▼

//! CLI commands implementation.

use std::path::PathBuf;
use std::sync::Arc;

use anyhow::Context;
use clap::{Parser, Subcommand};
use console::style;
use tokio::sync::mpsc;

use crate::ocr::{content_hash, EngineRegistry};
use crate::repository::JsonExecutionRepository;
use crate::workflow::{
    CircuitBreakerStore, RetryController, SelectionStrategy, WorkflowConfig, WorkflowCoordinator,
    WorkflowEvent, WorkflowOverrides,
};

#[derive(Parser)]
#[command(name = "ocrflow")]
#[command(about = "OCR workflow orchestration for document ingestion")]
#[command(version)]
pub struct Cli {
    /// Data directory for execution records
    #[arg(long, global = true, default_value = "./ocrflow-data")]
    data_dir: PathBuf,

    /// Enable verbose logging
    #[arg(short, long, global = true)]
    pub verbose: bool,

    #[command(subcommand)]
    command: Commands,
}

/// Check if verbose mode is enabled (for early logging setup).
pub fn is_verbose() -> bool {
    std::env::args().any(|arg| arg == "-v" || arg == "--verbose")
}

#[derive(Subcommand)]
enum Commands {
    /// Run an OCR workflow against a document file
    Run {
        /// Document to process (PDF or image)
        file: PathBuf,
        /// Workflow: a preset name (azure_primary, google_primary,
        /// opensource) or a path to a TOML config
        #[arg(short, long, default_value = "opensource")]
        workflow: String,
        /// Document id (defaults to the content hash)
        #[arg(long)]
        document_id: Option<String>,
        /// Run fallback engines in parallel
        #[arg(long)]
        parallel: bool,
        /// Keep running fallbacks even after a passing result
        #[arg(long)]
        no_stop_on_success: bool,
        /// Override the result selection strategy
        #[arg(long)]
        strategy: Option<String>,
        /// Print the full execution record as JSON
        #[arg(long)]
        json: bool,
    },

    /// Show which OCR engines are usable in this environment
    Engines,

    /// Print a workflow configuration as TOML
    ShowConfig {
        /// Preset name or path to a TOML config
        workflow: String,
    },
}

/// Run the CLI.
pub async fn run() -> anyhow::Result<()> {
    let cli = Cli::parse();

    match cli.command {
        Commands::Run {
            file,
            workflow,
            document_id,
            parallel,
            no_stop_on_success,
            strategy,
            json,
        } => {
            run_workflow(
                &cli.data_dir,
                &file,
                &workflow,
                document_id,
                parallel,
                no_stop_on_success,
                strategy,
                json,
            )
            .await
        }
        Commands::Engines => list_engines(),
        Commands::ShowConfig { workflow } => show_config(&workflow),
    }
}

fn load_workflow(name: &str) -> anyhow::Result<WorkflowConfig> {
    if let Some(preset) = WorkflowConfig::preset(name) {
        return Ok(preset);
    }
    let path = PathBuf::from(name);
    if path.exists() {
        return WorkflowConfig::from_toml_file(&path)
            .with_context(|| format!("loading workflow config from {:?}", path));
    }
    anyhow::bail!(
        "unknown workflow {:?} (presets: azure_primary, google_primary, opensource)",
        name
    );
}

#[allow(clippy::too_many_arguments)]
async fn run_workflow(
    data_dir: &std::path::Path,
    file: &std::path::Path,
    workflow: &str,
    document_id: Option<String>,
    parallel: bool,
    no_stop_on_success: bool,
    strategy: Option<String>,
    json: bool,
) -> anyhow::Result<()> {
    let config = load_workflow(workflow)?;

    let mut overrides = WorkflowOverrides::default();
    if parallel {
        overrides.parallel_fallbacks = Some(true);
    }
    if no_stop_on_success {
        overrides.stop_on_success = Some(false);
    }
    if let Some(name) = strategy {
        let strategy = SelectionStrategy::from_str(&name)
            .with_context(|| format!("unknown selection strategy {:?}", name))?;
        overrides.selection_strategy = Some(strategy);
    }

    let bytes = std::fs::read(file).with_context(|| format!("reading {:?}", file))?;
    let document_id = document_id.unwrap_or_else(|| content_hash(&bytes));

    let repository = Arc::new(JsonExecutionRepository::new(data_dir.join("executions"))?);
    let coordinator = WorkflowCoordinator::new(
        Arc::new(EngineRegistry::with_defaults()),
        RetryController::new(CircuitBreakerStore::new()),
        repository,
    );

    let (event_tx, mut event_rx) = mpsc::channel(64);
    let printer = tokio::spawn(async move {
        while let Some(event) = event_rx.recv().await {
            print_event(&event);
        }
    });

    println!(
        "{} Processing {} with workflow {}",
        style("→").cyan(),
        file.display(),
        style(&config.workflow_id).bold()
    );

    let outcome = coordinator
        .process_document(&document_id, bytes, &config, Some(&overrides), Some(event_tx))
        .await?;
    let _ = printer.await;

    if json {
        println!("{}", serde_json::to_string_pretty(&outcome.execution)?);
        return Ok(());
    }

    println!();
    match outcome.selected_engine {
        Some(engine) => {
            let marker = if outcome.best_effort {
                style("⚠").yellow()
            } else {
                style("✓").green()
            };
            println!(
                "{} Selected {} (confidence {:.2}{})",
                marker,
                style(engine.as_str()).bold(),
                outcome.confidence.unwrap_or_default(),
                if outcome.best_effort {
                    ", best effort"
                } else {
                    ""
                }
            );
            if let Some(text) = &outcome.extracted_text {
                let preview: String = text.chars().take(400).collect();
                println!("\n{}", preview);
                if text.chars().count() > 400 {
                    println!("{}", style("… (truncated)").dim());
                }
            }
        }
        None => {
            println!(
                "{} {}",
                style("✗").red(),
                outcome
                    .failure
                    .map(|f| f.to_string())
                    .unwrap_or_else(|| "no result selected".to_string())
            );
        }
    }
    if let Some(persist_error) = outcome.persist_error {
        println!(
            "{} execution record not persisted: {}",
            style("⚠").yellow(),
            persist_error
        );
    }
    println!(
        "{} execution {} ({})",
        style("·").dim(),
        outcome.execution_id,
        outcome.status.as_str()
    );

    Ok(())
}

fn print_event(event: &WorkflowEvent) {
    match event {
        WorkflowEvent::EngineStarted { engine, slot } => {
            println!("  {} [{}] {} running", style("→").cyan(), slot, engine);
        }
        WorkflowEvent::EngineCompleted {
            engine,
            slot,
            passed,
            score,
            confidence,
        } => {
            let marker = if *passed {
                style("✓").green()
            } else {
                style("✗").yellow()
            };
            println!(
                "  {} [{}] {} score {:.2}, confidence {:.2}",
                marker, slot, engine, score, confidence
            );
        }
        WorkflowEvent::EngineFailed {
            engine,
            slot,
            error,
        } => {
            println!("  {} [{}] {} failed: {}", style("✗").red(), slot, engine, error);
        }
        WorkflowEvent::FallbacksStarted { count, parallel } => {
            println!(
                "  {} running {} fallback engine(s){}",
                style("→").cyan(),
                count,
                if *parallel { " in parallel" } else { "" }
            );
        }
        _ => {}
    }
}

fn list_engines() -> anyhow::Result<()> {
    let registry = EngineRegistry::with_defaults();
    for (kind, available, hint) in registry.availability() {
        let marker = if available {
            style("✓").green()
        } else {
            style("✗").red()
        };
        println!("{} {:10} {}", marker, kind.as_str(), style(hint).dim());
    }
    Ok(())
}

fn show_config(workflow: &str) -> anyhow::Result<()> {
    let config = load_workflow(workflow)?;
    println!("{}", config.to_toml()?);
    Ok(())
}
impl FallbackScheduler {
    pub fn new(registry: Arc<EngineRegistry>, controller: RetryController) -> Self {
        Self {
            registry,
            controller,
        }
    }

    /// Run the configured engine chain over one document.
    ///
    /// Returns the attempt log in slot order. Every started invocation is
    /// logged, including fast-fails and deadline timeouts; an engine
    /// failure never aborts the chain.
    pub async fn run(
        &self,
        config: Arc<WorkflowConfig>,
        document: Arc<Vec<u8>>,
        events: EventSink,
    ) -> Result<Vec<EngineAttempt>, WorkflowError> {
        let evaluator = Arc::new(QualityEvaluator::new(
            config.weights,
            &config.expected_fields,
        )?);
        let started = Instant::now();
        let budget = config.total_timeout();
        let remaining = move || budget.saturating_sub(started.elapsed());

        debug!(workflow = %config.workflow_id, phase = "primary_running", "scheduling primary engine");
        let primary = self
            .clone()
            .run_slot(
                config.clone(),
                evaluator.clone(),
                document.clone(),
                0,
                config.primary.clone(),
                remaining(),
                events.clone(),
            )
            .await;

        let primary_passed = primary.verdict.passed;
        let mut attempts = vec![primary];

        if config.stop_on_success && primary_passed {
            debug!(workflow = %config.workflow_id, phase = "primary_passed", "primary met quality, skipping fallbacks");
            return Ok(attempts);
        }

        if config.fallbacks.is_empty() {
            return Ok(attempts);
        }

        events
            .send(WorkflowEvent::FallbacksStarted {
                count: config.fallbacks.len(),
                parallel: config.parallel_fallbacks,
            })
            .await;
        debug!(
            workflow = %config.workflow_id,
            phase = "fallbacks_running",
            parallel = config.parallel_fallbacks,
            count = config.fallbacks.len(),
            "scheduling fallback engines"
        );

        if config.parallel_fallbacks {
            self.run_parallel(
                &config,
                &evaluator,
                &document,
                &events,
                &mut attempts,
                remaining,
            )
            .await;
        } else {
            self.run_sequential(
                &config,
                &evaluator,
                &document,
                &events,
                &mut attempts,
                remaining,
            )
            .await;
        }

        attempts.sort_by_key(|a| a.slot);
        Ok(attempts)
    }

    /// Fallbacks strictly in configured order.
    async fn run_sequential(
        &self,
        config: &Arc<WorkflowConfig>,
        evaluator: &Arc<QualityEvaluator>,
        document: &Arc<Vec<u8>>,
        events: &EventSink,
        attempts: &mut Vec<EngineAttempt>,
        remaining: impl Fn() -> Duration,
    ) {
        for (index, fallback) in config.fallbacks.iter().enumerate() {
            let slot = index + 1;
            let left = remaining();
            if left.is_zero() {
                warn!(
                    workflow = %config.workflow_id,
                    "execution deadline reached, skipping remaining fallbacks"
                );
                break;
            }

            let attempt = self
                .clone()
                .run_slot(
                    config.clone(),
                    evaluator.clone(),
                    document.clone(),
                    slot,
                    fallback.clone(),
                    left,
                    events.clone(),
                )
                .await;
            let passed = attempt.verdict.passed;
            attempts.push(attempt);

            if config.stop_on_success && passed {
                debug!(workflow = %config.workflow_id, slot, "fallback met quality, stopping early");
                break;
            }
        }
    }

    /// Fallbacks in waves of `max_parallel_engines`, each wave joined
    /// against the remaining deadline.
    async fn run_parallel(
        &self,
        config: &Arc<WorkflowConfig>,
        evaluator: &Arc<QualityEvaluator>,
        document: &Arc<Vec<u8>>,
        events: &EventSink,
        attempts: &mut Vec<EngineAttempt>,
        remaining: impl Fn() -> Duration,
    ) {
        let slots: Vec<(usize, EngineConfig)> = config
            .fallbacks
            .iter()
            .cloned()
            .enumerate()
            .map(|(i, cfg)| (i + 1, cfg))
            .collect();

        for wave in slots.chunks(config.max_parallel_engines) {
            let left = remaining();
            if left.is_zero() {
                warn!(
                    workflow = %config.workflow_id,
                    "execution deadline reached, skipping remaining fallback waves"
                );
                break;
            }

            let mut set = JoinSet::new();
            for (slot, engine_cfg) in wave.iter().cloned() {
                let scheduler = self.clone();
                let config = config.clone();
                let evaluator = evaluator.clone();
                let document = document.clone();
                let events = events.clone();
                set.spawn(async move {
                    scheduler
                        .run_slot(config, evaluator, document, slot, engine_cfg, left, events)
                        .await
                });
            }

            let mut wave_attempts: Vec<EngineAttempt> = Vec::with_capacity(wave.len());
            let join = async {
                while let Some(joined) = set.join_next().await {
                    if let Ok(attempt) = joined {
                        wave_attempts.push(attempt);
                    }
                }
            };
            if tokio::time::timeout(left, join).await.is_err() {
                // Deadline hit mid-wave: abort stragglers and record them
                // as timed out rather than dropping them silently.
                set.abort_all();
                while set.join_next().await.is_some() {}
                for (slot, engine_cfg) in wave {
                    if wave_attempts.iter().any(|a| a.slot == *slot) {
                        continue;
                    }
                    let error = EngineError::Timeout(left);
                    events
                        .send(WorkflowEvent::EngineFailed {
                            engine: engine_cfg.engine,
                            slot: *slot,
                            error: error.to_string(),
                        })
                        .await;
                    wave_attempts.push(EngineAttempt {
                        slot: *slot,
                        result: EngineResult::failure(
                            engine_cfg.engine,
                            engine_cfg.display_name(),
                            &error,
                            left.as_secs_f64(),
                        ),
                        verdict: Verdict::failed(),
                        retries: 0,
                    });
                }
            }

            let wave_passed = wave_attempts.iter().any(|a| a.verdict.passed);
            attempts.extend(wave_attempts);

            if config.stop_on_success && wave_passed {
                debug!(workflow = %config.workflow_id, "parallel wave met quality, skipping further waves");
                break;
            }
        }
    }

    /// Run one engine slot: prepare input, invoke through the retry
    /// controller, evaluate the result.
    #[allow(clippy::too_many_arguments)]
    async fn run_slot(
        self,
        config: Arc<WorkflowConfig>,
        evaluator: Arc<QualityEvaluator>,
        document: Arc<Vec<u8>>,
        slot: usize,
        engine_cfg: EngineConfig,
        remaining: Duration,
        events: EventSink,
    ) -> EngineAttempt {
        let kind = engine_cfg.engine;
        let name = engine_cfg.display_name();
        let started = Instant::now();

        events
            .send(WorkflowEvent::EngineStarted { engine: kind, slot })
            .await;

        let adapter = match self.registry.get(kind) {
            Ok(adapter) => adapter,
            Err(error) => {
                return self
                    .failed_attempt(slot, kind, &name, error, started, &events)
                    .await;
            }
        };

        // Preparation failures are fatal to this attempt only and happen
        // before the breaker sees anything.
        let options = engine_cfg.preprocess;
        let prepare_input = document.clone();
        let prepared = tokio::task::spawn_blocking(move || ocr::prepare(&prepare_input, &options))
            .await
            .map_err(|e| EngineError::Unavailable(format!("preprocessing worker failed: {}", e)))
            .and_then(|r| r.map_err(EngineError::from));
        let prepared = match prepared {
            Ok(prepared) => prepared,
            Err(error) => {
                return self
                    .failed_attempt(slot, kind, &name, error, started, &events)
                    .await;
            }
        };

        // Propagate the execution deadline into the per-engine timeout.
        let timeout = engine_cfg.timeout().min(remaining);
        let call = self
            .controller
            .call(
                kind,
                config.retry_for(&engine_cfg),
                &config.breaker,
                || adapter.invoke(&prepared, timeout),
            )
            .await;

        match call.result {
            Ok(result) => {
                let verdict = evaluator.evaluate(&result, config.thresholds_for(&engine_cfg));
                events
                    .send(WorkflowEvent::EngineCompleted {
                        engine: kind,
                        slot,
                        passed: verdict.passed,
                        score: verdict.score,
                        confidence: result.confidence,
                    })
                    .await;
                EngineAttempt {
                    slot,
                    result,
                    verdict,
                    retries: call.retries,
                }
            }
            Err(error) => {
                let mut attempt = self
                    .failed_attempt(slot, kind, &name, error, started, &events)
                    .await;
                attempt.retries = call.retries;
                attempt
            }
        }
    }

    async fn failed_attempt(
        &self,
        slot: usize,
        kind: crate::ocr::EngineKind,
        name: &str,
        error: EngineError,
        started: Instant,
        events: &EventSink,
    ) -> EngineAttempt {
        warn!(engine = %kind, slot, error = %error, "engine attempt failed");
        events
            .send(WorkflowEvent::EngineFailed {
                engine: kind,
                slot,
                error: error.to_string(),
            })
            .await;
        EngineAttempt {
            slot,
            result: EngineResult::failure(kind, name, &error, started.elapsed().as_secs_f64()),
            verdict: Verdict::failed(),
            retries: 0,
        }
    }
}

▲

- EXERCISE INSTRUCTIONS -
Your answer should hold every line of the entries that contains the string "EngineResult".

- RESPONSE FOR THIS EXERCISE -
                        result: EngineResult::failure(
            result: EngineResult::failure(kind, name, &error, started.elapsed().as_secs_f64()),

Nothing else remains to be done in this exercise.